* [TASK DESCRIPTION]
Check each line below for the word "rows" and give the number of lines that have it, nothing more.

Stored data:
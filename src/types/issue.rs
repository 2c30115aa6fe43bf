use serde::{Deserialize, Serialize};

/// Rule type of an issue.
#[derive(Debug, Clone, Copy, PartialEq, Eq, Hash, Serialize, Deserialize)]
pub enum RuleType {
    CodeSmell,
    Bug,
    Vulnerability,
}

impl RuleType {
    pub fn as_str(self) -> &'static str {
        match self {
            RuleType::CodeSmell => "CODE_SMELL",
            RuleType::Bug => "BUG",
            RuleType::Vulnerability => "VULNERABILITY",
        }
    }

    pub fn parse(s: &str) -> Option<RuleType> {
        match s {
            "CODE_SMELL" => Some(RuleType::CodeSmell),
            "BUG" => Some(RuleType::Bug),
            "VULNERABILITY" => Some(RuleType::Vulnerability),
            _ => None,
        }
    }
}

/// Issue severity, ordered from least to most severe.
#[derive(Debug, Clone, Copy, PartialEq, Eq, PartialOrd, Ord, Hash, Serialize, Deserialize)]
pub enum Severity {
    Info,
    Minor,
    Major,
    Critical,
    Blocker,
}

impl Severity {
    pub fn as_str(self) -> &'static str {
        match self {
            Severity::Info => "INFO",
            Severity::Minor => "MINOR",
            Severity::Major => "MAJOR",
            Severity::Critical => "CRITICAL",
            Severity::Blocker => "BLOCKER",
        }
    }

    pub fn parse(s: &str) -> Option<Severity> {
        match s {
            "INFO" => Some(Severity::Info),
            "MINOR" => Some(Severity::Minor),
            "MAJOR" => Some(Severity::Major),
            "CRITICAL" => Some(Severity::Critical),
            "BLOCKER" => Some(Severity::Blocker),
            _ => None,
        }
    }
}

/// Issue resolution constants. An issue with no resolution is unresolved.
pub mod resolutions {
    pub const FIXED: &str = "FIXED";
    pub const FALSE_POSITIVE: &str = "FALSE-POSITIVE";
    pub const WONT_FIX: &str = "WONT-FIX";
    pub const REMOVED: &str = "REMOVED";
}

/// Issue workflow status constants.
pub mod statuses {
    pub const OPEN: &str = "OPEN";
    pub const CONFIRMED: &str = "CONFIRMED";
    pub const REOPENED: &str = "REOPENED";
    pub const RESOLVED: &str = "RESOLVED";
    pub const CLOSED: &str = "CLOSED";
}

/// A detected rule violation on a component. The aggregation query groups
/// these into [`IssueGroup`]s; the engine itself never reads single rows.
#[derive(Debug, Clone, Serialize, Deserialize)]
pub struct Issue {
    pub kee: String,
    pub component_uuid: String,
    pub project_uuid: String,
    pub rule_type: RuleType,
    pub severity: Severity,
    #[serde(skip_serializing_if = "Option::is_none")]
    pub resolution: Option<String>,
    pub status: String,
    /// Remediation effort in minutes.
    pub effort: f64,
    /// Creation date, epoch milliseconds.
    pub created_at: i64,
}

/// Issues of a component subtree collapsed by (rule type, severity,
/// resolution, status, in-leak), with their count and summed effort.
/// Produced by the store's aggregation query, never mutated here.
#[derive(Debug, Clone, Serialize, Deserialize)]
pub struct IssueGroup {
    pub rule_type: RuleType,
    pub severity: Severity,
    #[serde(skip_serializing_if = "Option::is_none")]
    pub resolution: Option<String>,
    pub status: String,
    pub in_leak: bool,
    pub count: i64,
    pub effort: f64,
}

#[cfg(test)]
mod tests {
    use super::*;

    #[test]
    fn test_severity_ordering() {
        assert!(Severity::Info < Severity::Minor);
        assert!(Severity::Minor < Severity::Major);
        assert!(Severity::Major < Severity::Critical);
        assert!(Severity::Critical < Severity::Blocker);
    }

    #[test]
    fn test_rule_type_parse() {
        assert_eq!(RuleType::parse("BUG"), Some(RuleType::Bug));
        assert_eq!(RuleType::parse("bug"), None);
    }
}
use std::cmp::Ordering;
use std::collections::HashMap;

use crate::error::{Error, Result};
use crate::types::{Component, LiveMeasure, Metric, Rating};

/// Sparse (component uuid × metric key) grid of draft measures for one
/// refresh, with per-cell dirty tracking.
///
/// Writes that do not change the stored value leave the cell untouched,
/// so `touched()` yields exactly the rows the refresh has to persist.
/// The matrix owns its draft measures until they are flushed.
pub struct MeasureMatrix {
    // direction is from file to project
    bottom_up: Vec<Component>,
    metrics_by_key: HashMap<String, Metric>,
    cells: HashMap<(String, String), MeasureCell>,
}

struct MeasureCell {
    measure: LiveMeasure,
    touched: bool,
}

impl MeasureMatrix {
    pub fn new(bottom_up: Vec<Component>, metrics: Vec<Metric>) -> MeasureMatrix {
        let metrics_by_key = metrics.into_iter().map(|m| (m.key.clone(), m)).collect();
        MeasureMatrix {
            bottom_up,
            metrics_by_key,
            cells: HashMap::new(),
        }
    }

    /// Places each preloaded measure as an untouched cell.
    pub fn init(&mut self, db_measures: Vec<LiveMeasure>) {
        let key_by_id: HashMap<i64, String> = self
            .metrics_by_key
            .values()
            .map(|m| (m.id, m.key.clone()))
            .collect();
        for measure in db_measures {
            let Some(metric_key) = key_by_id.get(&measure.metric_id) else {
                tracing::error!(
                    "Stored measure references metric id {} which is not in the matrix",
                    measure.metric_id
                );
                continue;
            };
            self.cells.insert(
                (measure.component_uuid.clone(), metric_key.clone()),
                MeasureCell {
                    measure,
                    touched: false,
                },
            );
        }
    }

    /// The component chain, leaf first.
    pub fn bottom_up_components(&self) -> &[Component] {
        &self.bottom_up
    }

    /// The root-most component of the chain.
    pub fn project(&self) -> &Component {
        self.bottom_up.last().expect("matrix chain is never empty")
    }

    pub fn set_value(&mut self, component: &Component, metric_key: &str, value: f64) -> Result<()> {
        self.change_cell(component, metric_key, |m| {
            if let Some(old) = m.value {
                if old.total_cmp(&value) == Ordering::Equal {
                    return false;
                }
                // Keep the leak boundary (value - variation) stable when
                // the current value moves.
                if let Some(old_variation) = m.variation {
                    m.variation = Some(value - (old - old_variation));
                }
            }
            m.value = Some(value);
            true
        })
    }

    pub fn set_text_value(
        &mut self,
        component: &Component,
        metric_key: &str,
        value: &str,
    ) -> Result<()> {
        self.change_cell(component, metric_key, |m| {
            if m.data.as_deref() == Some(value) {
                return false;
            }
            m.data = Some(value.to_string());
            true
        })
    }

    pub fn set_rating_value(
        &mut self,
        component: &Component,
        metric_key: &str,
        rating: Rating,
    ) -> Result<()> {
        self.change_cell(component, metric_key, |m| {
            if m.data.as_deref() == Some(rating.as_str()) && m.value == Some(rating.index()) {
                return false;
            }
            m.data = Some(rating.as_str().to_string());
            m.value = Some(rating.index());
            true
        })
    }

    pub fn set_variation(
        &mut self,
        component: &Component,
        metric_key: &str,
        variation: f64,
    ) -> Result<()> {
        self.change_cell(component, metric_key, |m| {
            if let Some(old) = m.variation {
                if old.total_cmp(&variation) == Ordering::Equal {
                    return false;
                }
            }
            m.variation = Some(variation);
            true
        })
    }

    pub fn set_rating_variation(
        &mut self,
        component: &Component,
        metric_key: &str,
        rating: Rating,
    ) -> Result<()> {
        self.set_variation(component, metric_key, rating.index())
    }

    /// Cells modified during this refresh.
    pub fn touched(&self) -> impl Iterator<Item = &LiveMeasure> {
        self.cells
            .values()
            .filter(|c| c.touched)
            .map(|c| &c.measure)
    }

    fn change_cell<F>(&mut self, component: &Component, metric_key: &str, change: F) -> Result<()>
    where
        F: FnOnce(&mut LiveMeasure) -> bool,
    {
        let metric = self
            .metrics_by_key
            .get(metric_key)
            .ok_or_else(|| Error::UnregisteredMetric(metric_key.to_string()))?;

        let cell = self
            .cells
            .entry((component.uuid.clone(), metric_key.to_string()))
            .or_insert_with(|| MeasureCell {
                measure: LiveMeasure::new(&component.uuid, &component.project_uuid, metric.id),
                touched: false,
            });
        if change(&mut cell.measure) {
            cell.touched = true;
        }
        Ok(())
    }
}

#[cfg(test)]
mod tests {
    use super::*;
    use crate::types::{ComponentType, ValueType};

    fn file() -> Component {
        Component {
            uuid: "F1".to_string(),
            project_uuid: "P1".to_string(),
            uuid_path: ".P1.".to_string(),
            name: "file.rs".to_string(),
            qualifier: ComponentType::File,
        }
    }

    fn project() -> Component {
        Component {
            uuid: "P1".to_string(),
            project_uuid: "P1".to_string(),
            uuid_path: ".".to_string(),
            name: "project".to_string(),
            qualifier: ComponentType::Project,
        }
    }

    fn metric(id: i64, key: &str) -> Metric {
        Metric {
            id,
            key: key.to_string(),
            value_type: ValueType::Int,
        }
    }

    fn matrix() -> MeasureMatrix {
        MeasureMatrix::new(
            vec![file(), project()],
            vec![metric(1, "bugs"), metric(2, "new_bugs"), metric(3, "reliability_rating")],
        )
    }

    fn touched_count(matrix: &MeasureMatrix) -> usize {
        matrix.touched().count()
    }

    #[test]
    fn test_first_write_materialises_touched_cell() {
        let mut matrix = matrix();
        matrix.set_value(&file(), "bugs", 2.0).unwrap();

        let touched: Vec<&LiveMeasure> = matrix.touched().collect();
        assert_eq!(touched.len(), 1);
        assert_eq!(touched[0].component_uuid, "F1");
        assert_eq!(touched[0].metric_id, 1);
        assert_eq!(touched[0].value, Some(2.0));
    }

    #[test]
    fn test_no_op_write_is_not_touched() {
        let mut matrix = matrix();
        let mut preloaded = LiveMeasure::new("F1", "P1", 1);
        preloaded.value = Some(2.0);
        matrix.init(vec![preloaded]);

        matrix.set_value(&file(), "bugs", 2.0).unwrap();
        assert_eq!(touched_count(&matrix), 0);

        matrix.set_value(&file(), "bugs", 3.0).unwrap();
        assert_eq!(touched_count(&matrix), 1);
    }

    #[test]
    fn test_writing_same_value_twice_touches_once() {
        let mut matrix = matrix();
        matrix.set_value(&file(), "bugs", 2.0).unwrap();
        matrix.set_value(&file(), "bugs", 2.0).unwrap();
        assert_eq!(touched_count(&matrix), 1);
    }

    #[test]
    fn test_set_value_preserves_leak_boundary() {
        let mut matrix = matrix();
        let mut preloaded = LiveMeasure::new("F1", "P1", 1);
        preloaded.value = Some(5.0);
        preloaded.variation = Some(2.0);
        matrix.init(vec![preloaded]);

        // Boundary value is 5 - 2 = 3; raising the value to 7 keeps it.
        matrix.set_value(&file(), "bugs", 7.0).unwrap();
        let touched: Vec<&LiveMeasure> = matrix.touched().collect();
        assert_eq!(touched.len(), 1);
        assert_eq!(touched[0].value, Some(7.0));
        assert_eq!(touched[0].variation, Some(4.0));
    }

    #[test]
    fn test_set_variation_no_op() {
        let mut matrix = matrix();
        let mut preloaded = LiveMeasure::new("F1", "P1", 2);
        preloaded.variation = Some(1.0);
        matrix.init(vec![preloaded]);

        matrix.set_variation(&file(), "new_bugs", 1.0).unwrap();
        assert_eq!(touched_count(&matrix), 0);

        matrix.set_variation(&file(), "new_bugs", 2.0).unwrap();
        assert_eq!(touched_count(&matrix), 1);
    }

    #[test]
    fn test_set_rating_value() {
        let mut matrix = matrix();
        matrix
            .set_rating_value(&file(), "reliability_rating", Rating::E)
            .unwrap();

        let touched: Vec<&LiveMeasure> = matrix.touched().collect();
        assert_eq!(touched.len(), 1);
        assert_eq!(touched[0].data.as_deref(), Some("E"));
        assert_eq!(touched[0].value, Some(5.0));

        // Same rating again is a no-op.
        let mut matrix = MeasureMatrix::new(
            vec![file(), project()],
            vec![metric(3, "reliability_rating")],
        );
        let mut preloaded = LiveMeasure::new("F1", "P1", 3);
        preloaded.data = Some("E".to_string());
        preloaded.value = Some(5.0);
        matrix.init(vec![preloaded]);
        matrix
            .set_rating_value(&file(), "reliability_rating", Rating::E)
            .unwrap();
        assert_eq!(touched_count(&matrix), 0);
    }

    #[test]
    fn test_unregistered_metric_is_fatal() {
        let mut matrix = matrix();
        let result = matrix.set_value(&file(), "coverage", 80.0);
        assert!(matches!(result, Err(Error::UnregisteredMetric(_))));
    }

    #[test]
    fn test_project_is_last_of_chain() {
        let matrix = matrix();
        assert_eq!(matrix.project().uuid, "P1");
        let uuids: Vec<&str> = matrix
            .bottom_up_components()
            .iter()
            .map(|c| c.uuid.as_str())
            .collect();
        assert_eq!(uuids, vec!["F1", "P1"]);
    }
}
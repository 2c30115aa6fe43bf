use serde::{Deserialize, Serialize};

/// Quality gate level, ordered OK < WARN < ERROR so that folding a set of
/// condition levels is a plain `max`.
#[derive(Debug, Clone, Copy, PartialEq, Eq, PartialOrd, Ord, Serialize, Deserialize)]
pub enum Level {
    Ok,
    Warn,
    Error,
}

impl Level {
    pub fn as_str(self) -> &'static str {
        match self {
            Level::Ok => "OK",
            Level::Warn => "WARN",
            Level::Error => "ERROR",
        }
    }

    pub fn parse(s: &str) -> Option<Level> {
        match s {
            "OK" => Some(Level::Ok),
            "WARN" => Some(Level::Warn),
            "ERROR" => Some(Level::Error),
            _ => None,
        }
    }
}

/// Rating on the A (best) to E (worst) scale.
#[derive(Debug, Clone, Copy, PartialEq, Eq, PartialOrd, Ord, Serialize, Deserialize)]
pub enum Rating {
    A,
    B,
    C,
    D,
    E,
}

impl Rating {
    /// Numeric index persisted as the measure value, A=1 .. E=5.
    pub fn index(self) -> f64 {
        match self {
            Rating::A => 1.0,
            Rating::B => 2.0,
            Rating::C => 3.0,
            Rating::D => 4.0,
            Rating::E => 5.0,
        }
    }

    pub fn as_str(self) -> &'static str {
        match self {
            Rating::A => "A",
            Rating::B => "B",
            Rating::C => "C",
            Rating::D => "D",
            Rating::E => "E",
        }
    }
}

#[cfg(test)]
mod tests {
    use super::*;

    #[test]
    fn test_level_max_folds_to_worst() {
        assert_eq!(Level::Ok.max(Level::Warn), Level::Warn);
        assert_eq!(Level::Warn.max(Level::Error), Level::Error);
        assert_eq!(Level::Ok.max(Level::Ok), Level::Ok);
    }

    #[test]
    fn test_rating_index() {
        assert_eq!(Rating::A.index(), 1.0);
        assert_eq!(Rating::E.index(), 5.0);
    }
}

* [OUTPUT OF THE EXERCISE]
2